When you reflect on that election, what do you think gave Abiola victory?
He was the most detribalised person I know and we were all brought up that way. He was a pioneer in every business he set up because he always believed in indigenous talent. The bank we had used to be run by Pakistanis but it was my father who insisted that we would start having Nigerian MDs to run the bank. He believed that Nigerians could do anything Pakistanis could do and that was how we stopped having Pakistani MDs. By virtue of my father’s detribalised nature, he had been to every part of this country. If any of his workers had an event in their village, he made sure he attended, even if it was for two minutes, so that people would know that you are an important person by virtue of him being there. He did it for many years and he was welcomed wherever he went. He employed purely based on merit and not because you were from Abeokuta; so we had members of staff from every part of Nigeria.

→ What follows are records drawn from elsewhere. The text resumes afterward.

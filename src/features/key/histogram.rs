//! Pitch-class histograms

use crate::features::pitch::NoteMapper;
use crate::theory::{KeyCandidate, PitchClass};
use serde::{Deserialize, Serialize};

/// Observation counts for the 12 pitch classes
#[derive(Debug, Clone, Copy, Default, PartialEq, Eq, Serialize, Deserialize)]
pub struct PitchClassHistogram {
    counts: [usize; 12],
}

impl PitchClassHistogram {
    /// Empty histogram
    pub fn new() -> Self {
        Self::default()
    }

    /// Histogram of a frequency list; invalid frequencies are skipped
    pub fn from_frequencies<I>(mapper: &NoteMapper, frequencies: I) -> Self
    where
        I: IntoIterator<Item = f32>,
    {
        let mut histogram = Self::new();
        for frequency in frequencies {
            if let Some(pc) = mapper.pitch_class(frequency) {
                histogram.add(pc);
            }
        }
        histogram
    }

    /// Count one observation of `pitch_class`
    pub fn add(&mut self, pitch_class: PitchClass) {
        self.counts[(pitch_class % 12) as usize] += 1;
    }

    /// Observations of one pitch class (wrapping above 11)
    pub fn count(&self, pitch_class: PitchClass) -> usize {
        self.counts[(pitch_class % 12) as usize]
    }

    /// All 12 counts, indexed by pitch class
    pub fn counts(&self) -> &[usize; 12] {
        &self.counts
    }

    /// Total number of observations
    pub fn total(&self) -> usize {
        self.counts.iter().sum()
    }

    /// Number of pitch classes observed at least once (0-12)
    pub fn unique_count(&self) -> usize {
        self.counts.iter().filter(|&&c| c > 0).count()
    }

    /// Most frequent pitch class; the lowest pitch class wins ties
    ///
    /// Returns `None` for an empty histogram.
    pub fn most_frequent(&self) -> Option<PitchClass> {
        let mut best: Option<(usize, usize)> = None;
        for (pc, &count) in self.counts.iter().enumerate() {
            if count == 0 {
                continue;
            }
            match best {
                Some((_, best_count)) if best_count >= count => {}
                _ => best = Some((pc, count)),
            }
        }
        best.map(|(pc, _)| pc as PitchClass)
    }

    /// Observations whose pitch class lies in the key's diatonic set
    pub fn in_key_count(&self, key: &KeyCandidate) -> usize {
        key.pitch_classes()
            .iter()
            .map(|&pc| self.count(pc))
            .sum()
    }
}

Part of that strategy I spoke about earlier was how to convert his popularity to votes because his name was out there but it would only count if it is converted to votes and we achieved that. Even in the military and the police, he trained many officers.
But they said the military didn’t want him…
Go to any barracks, they voted for him 100 per cent.
There have been reports that your mother, Simbiat, told Abiola not to venture into politics because of how difficult it could be. Is this a fact?
I spoke about it earlier on and she didn’t say so. She only told him to wait till the transition period was over. She was on her dying bed anyway and she must know why she said so. It was not a no from her; it was only a matter of when.
There have been several reasons adduced for the annulment of the election. In your mind, what can you pick out to be the real reason MKO’s election was annulled?
I am doing a documentary called ‘Hope Derailed’ in which I interviewed every post-election player and it would have been ready but for some delays. I interviewed everyone from IBB to Tinubu, Walter Carrington, Nzeribe, Susan Rice and every one of them who played a part post-election.
What were you able to deduce from your interviews?
At the end of the day, I didn’t feel that the government of the day wanted to go. One part of the government didn’t want to go; one part acted like they wanted to go and was playing pranks on the other part but, eventually, it was like they had a coup and outfoxed themselves. If you remember, there was a time my father called on General Abacha to correct the wrongs and I told him that that was a mistake because no military man will correct the wrong.